As she spoke, Jason noticed that she had produced a ball point pen and a napkin and she began writing something on the napkin. He couldn’t see what she wrote.

“I think it’s so nice my sister decided not to let all the politics and stuff like that keep her from having her special day, don’t you?”

“Yes,” he agreed. “It’s a nice break from all the recent turmoil… _honey._ ” 

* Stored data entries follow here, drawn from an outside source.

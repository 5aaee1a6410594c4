use glam::DVec2;
use serde::{Deserialize, Serialize};

use crate::error::ConfigError;

/// Default half-width of the model window. Holds every reachable position:
/// the planet stays within 3e + 2 < 3.5 and the sun circles at 3.
pub const DEFAULT_VIEW_HALF_WIDTH: f64 = 4.0;

/// Affine map between model units (y up, origin at Earth) and a square
/// display area `[0, canvas_side]` (y down, origin top-left).
#[derive(Debug, Clone, Copy, PartialEq, Serialize, Deserialize)]
pub struct CoordinateMapper {
    canvas_side: f64,
    half_width: f64,
}

impl CoordinateMapper {
    pub fn new(canvas_side: f64, half_width: f64) -> Result<Self, ConfigError> {
        for (field, value) in [("canvas_side", canvas_side), ("view_half_width", half_width)] {
            if !value.is_finite() {
                return Err(ConfigError::NonFinite { field, value });
            }
            if value <= 0.0 {
                return Err(ConfigError::OutOfRange { field, value, range: "(0, inf)" });
            }
        }
        Ok(Self { canvas_side, half_width })
    }

    pub fn canvas_side(&self) -> f64 {
        self.canvas_side
    }

    pub fn half_width(&self) -> f64 {
        self.half_width
    }

    /// Display units per model unit.
    pub fn scale(&self) -> f64 {
        self.canvas_side / (2.0 * self.half_width)
    }

    pub fn to_display_x(&self, u: f64) -> f64 {
        (u + self.half_width) * self.scale()
    }

    pub fn to_display_y(&self, u: f64) -> f64 {
        (self.half_width - u) * self.scale()
    }

    pub fn to_model_x(&self, px: f64) -> f64 {
        px / self.scale() - self.half_width
    }

    pub fn to_model_y(&self, py: f64) -> f64 {
        self.half_width - py / self.scale()
    }

    pub fn to_display(&self, p: DVec2) -> DVec2 {
        DVec2::new(self.to_display_x(p.x), self.to_display_y(p.y))
    }

    pub fn to_model(&self, p: DVec2) -> DVec2 {
        DVec2::new(self.to_model_x(p.x), self.to_model_y(p.y))
    }

    /// Length in model units expressed in display units (circle radii etc).
    pub fn to_display_length(&self, len: f64) -> f64 {
        len * self.scale()
    }
}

She finished writing and pushed the napkin towards Jason while she kept talking.

_I need your help. Spectra is after me. I need to get to Ventis Est City ASAP._

_Not this again._ Jason had to struggle to not blurt that out. Instead, Jason looked at her quizzically. Lina pulled the napkin back and wrote some more. She pushed the napkin back towards Jason when she finished.

 _I have information that could bring them down._

Jason looked up and saw the pleading look in her hazel eyes. He had a weakness for damsels in distress, which usually came back to bite him because those distressed damsels ended up being Spectran. Lina Renato neither fit the damsel in distress stereotype nor was she Spectran. He made his decision.

“You’re right about the late start,” he said. “We should get going.”

Right on cue, Joyce showed up at the table with the bill. Jason paid it, made sure to leave Joyce a good tip and then, taking Lina by the elbow, headed out the diner.

“Sweetie?” Lina snorted and then laughed.

“Speak for yourself, _honey,_ ” Jason retorted. “I don’t have a car,” he added. “If you’re going to come with me, we have to go on foot.”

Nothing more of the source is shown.